Это и были поминки Петербурга о Блоке. Для Петербурга — прямо с эстрады Драматического театра Блок ушел за ту стену, по синим зубцам которой часовым ходит смерть: в ту белую апрельскую ночь Петербург видел Блока последний раз.
На заседаниях — у каждого было уже какое-то свое, привычное место. И вот стул Блока — с краю, у самого окна, стоял теперь пустым: Блок болен. Еще зимой — с месяц стал пустым стул этот. Но отлежав месяц, Блок вернулся как будто всё таким же. Да и что особенного: острый ревматизм, от промерзлых домов — у кого этого теперь нет в Петербурге? Никто не думал, что этим неособенным, обыкновенным — уже исчислены удары его сердца. И неожиданно было, когда узнали: это серьезно, и спасти его можно только одним — тотчас же увезти в санаторий заграницу.
Никто из нас не видал его за эти три месяца его болезни: ему мешали люди, мешали даже привычные вещи, он ни с кем не хотел говорить — хотел быть один. И никак не мог оторваться от ненавистной — любимой России; не хотел согласиться на отъезд в финляндский санаторий, пока не понял: остаться здесь для него — умереть. Но и тут не хотел ни за что подписывать никаких прошений и бумаг. Письма в Москву о разрешении Блоку выезда заграницу были написаны (в июне) Правлением Союза Писателей.
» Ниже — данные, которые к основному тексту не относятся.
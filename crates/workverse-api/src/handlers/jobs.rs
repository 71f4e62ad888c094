//! Job posting handlers: CRUD, listing, and status management.

use axum::extract::{Path, Query, State};
use axum::http::StatusCode;
use axum::Json;
use chrono::{DateTime, Duration, Utc};
use serde::{Deserialize, Serialize};
use tracing::info;
use validator::Validate;

use workverse_models::{
    normalize_page, normalize_page_size, ExperienceLevel, Job, JobSortField, JobStatus, JobType,
    Pagination, SalaryRange, SortDirection, UserRole, DEFAULT_DEADLINE_DAYS,
};
use workverse_store::{JobFilter, JobSummary};

use crate::auth::{require_manage, require_role, AuthUser};
use crate::error::{ApiError, ApiResult};
use crate::metrics;
use crate::security::sanitize_string;
use crate::state::AppState;

#[derive(Debug, Deserialize, Validate)]
pub struct CreateJobRequest {
    #[validate(length(min = 1, max = 200, message = "title must be 1-200 characters"))]
    pub title: String,
    #[validate(length(min = 1, max = 200))]
    pub company_name: String,
    #[validate(length(min = 1, max = 200))]
    pub location: String,
    pub job_type: String,
    pub experience_level: String,
    #[serde(default)]
    pub salary: Option<SalaryRange>,
    #[validate(length(min = 1, max = 5000))]
    pub description: String,
    #[serde(default)]
    pub requirements: Vec<String>,
    #[serde(default)]
    pub required_skills: Vec<String>,
    #[validate(length(min = 1, max = 100))]
    pub category: String,
    pub application_deadline: Option<DateTime<Utc>>,
    #[validate(email)]
    pub contact_email: String,
    #[serde(default)]
    pub is_urgent: bool,
    #[serde(default)]
    pub is_remote: bool,
}

#[derive(Debug, Deserialize)]
pub struct UpdateJobRequest {
    pub title: Option<String>,
    pub company_name: Option<String>,
    pub location: Option<String>,
    pub job_type: Option<String>,
    pub experience_level: Option<String>,
    pub salary: Option<SalaryRange>,
    pub description: Option<String>,
    pub requirements: Option<Vec<String>>,
    pub required_skills: Option<Vec<String>>,
    pub category: Option<String>,
    pub application_deadline: Option<DateTime<Utc>>,
    pub contact_email: Option<String>,
    pub is_urgent: Option<bool>,
    pub is_remote: Option<bool>,
}

#[derive(Debug, Deserialize)]
pub struct UpdateJobStatusRequest {
    pub status: String,
}

#[derive(Debug, Deserialize)]
pub struct JobListQuery {
    pub page: Option<i64>,
    pub limit: Option<i64>,
    pub category: Option<String>,
    pub job_type: Option<String>,
    pub experience_level: Option<String>,
    pub location: Option<String>,
    pub is_remote: Option<bool>,
    pub is_urgent: Option<bool>,
    pub search: Option<String>,
    pub status: Option<String>,
    pub sort_by: Option<String>,
    pub sort_order: Option<String>,
}

#[derive(Serialize)]
pub struct JobResponse {
    pub success: bool,
    pub job: Job,
}

#[derive(Serialize)]
pub struct JobsPageResponse {
    pub success: bool,
    pub jobs: Vec<JobSummary>,
    pub pagination: Pagination,
}

#[derive(Serialize)]
pub struct MyJobsResponse {
    pub success: bool,
    pub jobs: Vec<Job>,
}

#[derive(Serialize)]
pub struct DeletedResponse {
    pub success: bool,
    pub message: String,
}

fn parse_job_type(s: &str) -> ApiResult<JobType> {
    JobType::parse(s).ok_or_else(|| ApiError::bad_request(format!("Unknown job_type: {s}")))
}

fn parse_experience(s: &str) -> ApiResult<ExperienceLevel> {
    ExperienceLevel::parse(s)
        .ok_or_else(|| ApiError::bad_request(format!("Unknown experience_level: {s}")))
}

fn check_salary(salary: &SalaryRange) -> ApiResult<()> {
    if salary.is_valid() {
        Ok(())
    } else {
        Err(ApiError::bad_request("salary.min must not exceed salary.max"))
    }
}

fn check_deadline(deadline: DateTime<Utc>) -> ApiResult<()> {
    if deadline > Utc::now() {
        Ok(())
    } else {
        Err(ApiError::bad_request("application_deadline must be in the future"))
    }
}

/// POST /api/jobs
pub async fn create_job(
    State(state): State<AppState>,
    AuthUser(user): AuthUser,
    Json(payload): Json<CreateJobRequest>,
) -> ApiResult<(StatusCode, Json<JobResponse>)> {
    require_role(&user, UserRole::Employer)?;
    payload.validate()?;

    let mut job = Job::new(&user.id);
    job.title = payload.title.trim().to_string();
    job.company_name = payload.company_name.trim().to_string();
    job.location = payload.location.trim().to_string();
    job.job_type = parse_job_type(&payload.job_type)?;
    job.experience_level = parse_experience(&payload.experience_level)?;
    job.description = sanitize_string(&payload.description);
    job.requirements = payload.requirements;
    job.required_skills = payload.required_skills;
    job.category = payload.category.trim().to_string();
    job.contact_email = payload.contact_email.trim().to_lowercase();
    job.is_urgent = payload.is_urgent;
    job.is_remote = payload.is_remote;

    if let Some(salary) = payload.salary {
        check_salary(&salary)?;
        job.salary = salary;
    }

    match payload.application_deadline {
        Some(deadline) => {
            check_deadline(deadline)?;
            job.application_deadline = deadline;
        }
        None => {
            job.application_deadline = Utc::now() + Duration::days(DEFAULT_DEADLINE_DAYS);
        }
    }

    state.jobs.create(&job).await?;

    metrics::record_job_created(&job.category);
    info!(job_id = %job.id, employer_id = %user.id, "Job posted");

    Ok((StatusCode::CREATED, Json(JobResponse { success: true, job })))
}

/// GET /api/jobs
///
/// Public listing. Without an explicit status filter only open jobs are
/// returned: active and not past their deadline.
pub async fn list_jobs(
    State(state): State<AppState>,
    Query(query): Query<JobListQuery>,
) -> ApiResult<Json<JobsPageResponse>> {
    let status = match query.status.as_deref() {
        Some(s) => Some(
            JobStatus::parse(s).ok_or_else(|| ApiError::bad_request(format!("Unknown status: {s}")))?,
        ),
        None => None,
    };

    let filter = JobFilter {
        category: query.category,
        job_type: query.job_type.as_deref().map(parse_job_type).transpose()?,
        experience_level: query.experience_level.as_deref().map(parse_experience).transpose()?,
        location: query.location,
        is_remote: query.is_remote,
        is_urgent: query.is_urgent,
        search: query.search,
        status,
    };

    let sort_field = JobSortField::from_str_or_default(query.sort_by.as_deref().unwrap_or(""));
    let sort_dir = SortDirection::from_str_or_default(query.sort_order.as_deref().unwrap_or(""));
    let page = normalize_page(query.page);
    let limit = normalize_page_size(query.limit);

    let (mut jobs, total) = state.jobs.list(&filter, sort_field, sort_dir, page, limit).await?;

    let now = Utc::now();
    for summary in &mut jobs {
        summary.job.status = summary.job.effective_status(now);
    }

    Ok(Json(JobsPageResponse {
        success: true,
        jobs,
        pagination: Pagination::new(page, limit, total),
    }))
}

/// GET /api/jobs/:job_id
///
/// Each successful read also counts a view.
pub async fn get_job(
    State(state): State<AppState>,
    Path(job_id): Path<String>,
) -> ApiResult<Json<JobResponse>> {
    let mut job = state
        .jobs
        .get_and_increment_views(&job_id)
        .await?
        .ok_or_else(|| ApiError::not_found("Job not found"))?;

    job.status = job.effective_status(Utc::now());

    Ok(Json(JobResponse { success: true, job }))
}

/// GET /api/jobs/mine
pub async fn my_jobs(
    State(state): State<AppState>,
    AuthUser(user): AuthUser,
) -> ApiResult<Json<MyJobsResponse>> {
    require_role(&user, UserRole::Employer)?;

    let mut jobs = state.jobs.list_by_employer(&user.id).await?;
    let now = Utc::now();
    for job in &mut jobs {
        job.status = job.effective_status(now);
    }

    Ok(Json(MyJobsResponse { success: true, jobs }))
}

/// PUT /api/jobs/:job_id
pub async fn update_job(
    State(state): State<AppState>,
    AuthUser(user): AuthUser,
    Path(job_id): Path<String>,
    Json(payload): Json<UpdateJobRequest>,
) -> ApiResult<Json<JobResponse>> {
    let mut job = state
        .jobs
        .get(&job_id)
        .await?
        .ok_or_else(|| ApiError::not_found("Job not found"))?;

    require_manage(&user, &job.employer_id)?;

    if let Some(title) = payload.title {
        if title.trim().is_empty() {
            return Err(ApiError::bad_request("title must not be empty"));
        }
        job.title = title.trim().to_string();
    }
    if let Some(company_name) = payload.company_name {
        job.company_name = company_name.trim().to_string();
    }
    if let Some(location) = payload.location {
        job.location = location.trim().to_string();
    }
    if let Some(job_type) = payload.job_type {
        job.job_type = parse_job_type(&job_type)?;
    }
    if let Some(experience_level) = payload.experience_level {
        job.experience_level = parse_experience(&experience_level)?;
    }
    if let Some(salary) = payload.salary {
        check_salary(&salary)?;
        job.salary = salary;
    }
    if let Some(description) = payload.description {
        job.description = sanitize_string(&description);
    }
    if let Some(requirements) = payload.requirements {
        job.requirements = requirements;
    }
    if let Some(required_skills) = payload.required_skills {
        job.required_skills = required_skills;
    }
    if let Some(category) = payload.category {
        job.category = category.trim().to_string();
    }
    if let Some(deadline) = payload.application_deadline {
        check_deadline(deadline)?;
        job.application_deadline = deadline;
    }
    if let Some(contact_email) = payload.contact_email {
        job.contact_email = contact_email.trim().to_lowercase();
    }
    if let Some(is_urgent) = payload.is_urgent {
        job.is_urgent = is_urgent;
    }
    if let Some(is_remote) = payload.is_remote {
        job.is_remote = is_remote;
    }

    job.updated_at = Utc::now();
    state.jobs.update(&job).await?;

    Ok(Json(JobResponse { success: true, job }))
}

/// PUT /api/jobs/:job_id/status
pub async fn update_job_status(
    State(state): State<AppState>,
    AuthUser(user): AuthUser,
    Path(job_id): Path<String>,
    Json(payload): Json<UpdateJobStatusRequest>,
) -> ApiResult<Json<JobResponse>> {
    let status = JobStatus::parse(&payload.status)
        .ok_or_else(|| ApiError::bad_request(format!("Unknown status: {}", payload.status)))?;
    if !status.is_manually_settable() {
        return Err(ApiError::bad_request(
            "Expired is derived from the deadline and cannot be set manually",
        ));
    }

    let mut job = state
        .jobs
        .get(&job_id)
        .await?
        .ok_or_else(|| ApiError::not_found("Job not found"))?;

    require_manage(&user, &job.employer_id)?;

    state.jobs.set_status(&job_id, status).await?;
    job.status = status;
    job.updated_at = Utc::now();

    info!(job_id = %job.id, status = %status, "Job status changed");

    Ok(Json(JobResponse { success: true, job }))
}

/// DELETE /api/jobs/:job_id
pub async fn delete_job(
    State(state): State<AppState>,
    AuthUser(user): AuthUser,
    Path(job_id): Path<String>,
) -> ApiResult<Json<DeletedResponse>> {
    let job = state
        .jobs
        .get(&job_id)
        .await?
        .ok_or_else(|| ApiError::not_found("Job not found"))?;

    require_manage(&user, &job.employer_id)?;

    state.jobs.delete(&job_id).await?;
    info!(job_id = %job_id, "Job deleted");

    Ok(Json(DeletedResponse {
        success: true,
        message: "Job deleted".to_string(),
    }))
}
В Москве был Горький. Горький с бумагами ходил по инстанциям; к нам приходили известия: обещали, выпустят, скоро. Блок метался: не хватало воздуха, нечем дышать. И приходили люди, говорили: больно сидеть в соседней комнате и слушать, как он задыхается.
Мы заседали; стояли в очередях; цеплялись за подножки трамваев; Блок метался; Горький в Москве ходил по инстанциям. И, наконец, 3-го или 4-го августа пришло из Москвы разрешение: Блок мог уехать.
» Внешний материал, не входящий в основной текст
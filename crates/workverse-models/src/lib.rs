//! Shared data models for the WorkVerse backend.
//!
//! This crate provides Serde-serializable types for:
//! - User accounts, roles, and profile completeness
//! - Job postings and their lifecycle
//! - Job applications and the status workflow
//! - Sorting and pagination parameters

pub mod application;
pub mod job;
pub mod sorting;
pub mod user;

// Re-export common types
pub use application::{ApplicationStatus, CommunicationEntry, JobApplication, ParseStatusError};
pub use job::{ExperienceLevel, Job, JobStatus, JobType, SalaryRange, DEFAULT_DEADLINE_DAYS};
pub use sorting::{
    normalize_page, normalize_page_size, ApplicationSortField, JobSortField, Pagination,
    SortDirection, DEFAULT_PAGE_SIZE, MAX_PAGE_SIZE,
};
pub use user::{CvFile, ProfileCompleteness, PublicUser, User, UserRole};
Ветреное, дождливое утро 7-го августа, — одиннадцать часов, воскресенье. Телефонный звонок — «Алканост» (Алянский): скончался Александр Александрович.
Помню: ужас, боль, гнев — на всё, на всех, на себя. Это мы виноваты — все. Мы писали, говорили — надо было орать, надо было бить кулаками — чтобы спасти Блока.
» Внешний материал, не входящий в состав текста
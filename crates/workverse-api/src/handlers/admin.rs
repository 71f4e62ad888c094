//! Admin handlers: user management, admin provisioning, platform stats.

use std::collections::BTreeMap;

use axum::extract::{Path, Query, State};
use axum::http::StatusCode;
use axum::Json;
use serde::{Deserialize, Serialize};
use tracing::{info, warn};
use validator::Validate;

use workverse_models::{normalize_page, normalize_page_size, Pagination, User, UserRole};
use workverse_store::UserFilter;

use crate::auth::{issue_token, require_admin, AuthUser};
use crate::error::{ApiError, ApiResult};
use crate::state::AppState;

#[derive(Debug, Deserialize, Validate)]
pub struct AdminLoginRequest {
    #[validate(email)]
    pub email: String,
    #[validate(length(min = 1))]
    pub password: String,
}

#[derive(Debug, Deserialize)]
pub struct UserListQuery {
    pub page: Option<i64>,
    pub limit: Option<i64>,
    pub role: Option<String>,
    pub is_active: Option<bool>,
    pub search: Option<String>,
}

#[derive(Debug, Deserialize)]
pub struct UpdateUserStatusRequest {
    pub is_active: bool,
}

#[derive(Debug, Deserialize, Validate)]
pub struct CreateAdminRequest {
    #[validate(length(min = 1, max = 100))]
    pub name: String,
    #[validate(email)]
    pub email: String,
    #[validate(length(min = 8, max = 128))]
    pub password: String,
    pub admin_level: Option<u8>,
}

#[derive(Serialize)]
pub struct AdminAuthResponse {
    pub success: bool,
    pub token: String,
    pub user: User,
}

#[derive(Serialize)]
pub struct UsersPageResponse {
    pub success: bool,
    pub users: Vec<User>,
    pub pagination: Pagination,
}

#[derive(Serialize)]
pub struct UserResponse {
    pub success: bool,
    pub user: User,
}

#[derive(Serialize)]
pub struct PlatformStatsResponse {
    pub success: bool,
    pub users_by_role: BTreeMap<String, i64>,
    pub jobs_by_status: BTreeMap<String, i64>,
    pub applications_by_status: BTreeMap<String, i64>,
}

/// POST /api/admin/login
///
/// Regular login plus an admin gate, so the admin console never issues
/// tokens to non-admin accounts.
pub async fn admin_login(
    State(state): State<AppState>,
    Json(payload): Json<AdminLoginRequest>,
) -> ApiResult<Json<AdminAuthResponse>> {
    let invalid = || ApiError::unauthorized("Invalid email or password");

    let user = state
        .users
        .get_by_email(&payload.email)
        .await?
        .ok_or_else(invalid)?;

    let matches = bcrypt::verify(&payload.password, &user.password_hash)
        .map_err(|e| ApiError::internal(format!("Password verification failed: {e}")))?;
    if !matches {
        return Err(invalid());
    }

    if !user.is_active {
        return Err(ApiError::unauthorized("Account is deactivated"));
    }

    if let Err(e) = require_admin(&user) {
        warn!(user_id = %user.id, "Non-admin attempted admin login");
        return Err(e);
    }

    let token = issue_token(&user.id, &state.config.jwt_secret, state.config.token_ttl)?;
    info!(user_id = %user.id, "Admin logged in");

    Ok(Json(AdminAuthResponse { success: true, token, user }))
}

/// GET /api/admin/users
pub async fn list_users(
    State(state): State<AppState>,
    AuthUser(user): AuthUser,
    Query(query): Query<UserListQuery>,
) -> ApiResult<Json<UsersPageResponse>> {
    require_admin(&user)?;

    let role = match query.role.as_deref() {
        Some(s) => Some(
            UserRole::parse(s).ok_or_else(|| ApiError::bad_request(format!("Unknown role: {s}")))?,
        ),
        None => None,
    };

    let filter = UserFilter {
        role,
        is_active: query.is_active,
        search: query.search,
    };
    let page = normalize_page(query.page);
    let limit = normalize_page_size(query.limit);

    let (users, total) = state.users.list(&filter, page, limit).await?;

    Ok(Json(UsersPageResponse {
        success: true,
        users,
        pagination: Pagination::new(page, limit, total),
    }))
}

/// PUT /api/admin/users/:user_id/status
pub async fn update_user_status(
    State(state): State<AppState>,
    AuthUser(admin): AuthUser,
    Path(user_id): Path<String>,
    Json(payload): Json<UpdateUserStatusRequest>,
) -> ApiResult<Json<UserResponse>> {
    require_admin(&admin)?;

    if admin.id == user_id && !payload.is_active {
        return Err(ApiError::bad_request("You cannot deactivate your own account"));
    }

    state.users.set_active(&user_id, payload.is_active).await?;
    let user = state
        .users
        .get(&user_id)
        .await?
        .ok_or_else(|| ApiError::not_found("User not found"))?;

    info!(user_id = %user_id, is_active = payload.is_active, admin_id = %admin.id, "User status changed");

    Ok(Json(UserResponse { success: true, user }))
}

/// POST /api/admin/users
///
/// The only path that creates an admin account. Requires admin_level >= 2.
pub async fn create_admin(
    State(state): State<AppState>,
    AuthUser(admin): AuthUser,
    Json(payload): Json<CreateAdminRequest>,
) -> ApiResult<(StatusCode, Json<UserResponse>)> {
    require_admin(&admin)?;
    if admin.admin_level < 2 {
        return Err(ApiError::forbidden("Creating admins requires admin level 2"));
    }

    payload.validate()?;

    let password_hash = bcrypt::hash(&payload.password, state.config.bcrypt_cost)
        .map_err(|e| ApiError::internal(format!("Failed to hash password: {e}")))?;

    let mut user = User::new(payload.name.trim(), &payload.email, password_hash, UserRole::Admin);
    user.admin_level = payload.admin_level.unwrap_or(1);

    state.users.create(&user).await?;
    info!(user_id = %user.id, admin_id = %admin.id, "Admin account created");

    Ok((StatusCode::CREATED, Json(UserResponse { success: true, user })))
}

/// GET /api/admin/stats
pub async fn platform_stats(
    State(state): State<AppState>,
    AuthUser(admin): AuthUser,
) -> ApiResult<Json<PlatformStatsResponse>> {
    require_admin(&admin)?;

    let users_by_role = state.users.count_by_role().await?.into_iter().collect();
    let jobs_by_status = state.jobs.count_by_status().await?.into_iter().collect();
    let applications_by_status =
        state.applications.count_by_status().await?.into_iter().collect();

    Ok(Json(PlatformStatsResponse {
        success: true,
        users_by_role,
        jobs_by_status,
        applications_by_status,
    }))
}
Помню, не выдержал и позвонил Горькому:
— Блок умер. Этого нельзя нам всем — простить.
Синий, жаркий день 10-го августа. Синий ладанный дым в тесной комнатке. Чужое, длинное, с колючими усами, с острой бородкой лицо — похожее на лицо Дон-Кихота. И легче оттого, что это не Блок, и сегодня зароют — не Блока.
По узенькой, с круглыми поворотами, грязноватой лестнице — выносят гроб — через двор. На улице у ворот — толпа. Всё тех же, кто в апрельскую белую ночь у подъезда Драматического театра ждал выхода Блока — и всё, что осталось от литературы в Петербурге. И только тут видно: как мало осталось.
Полная церковь Смоленского кладбища. Косой луч наверху в куполе, медленно спускающийся всё ниже. Какая-то неизвестная девушка пробирается через толпу — к гробу — целует желтую руку — уходит.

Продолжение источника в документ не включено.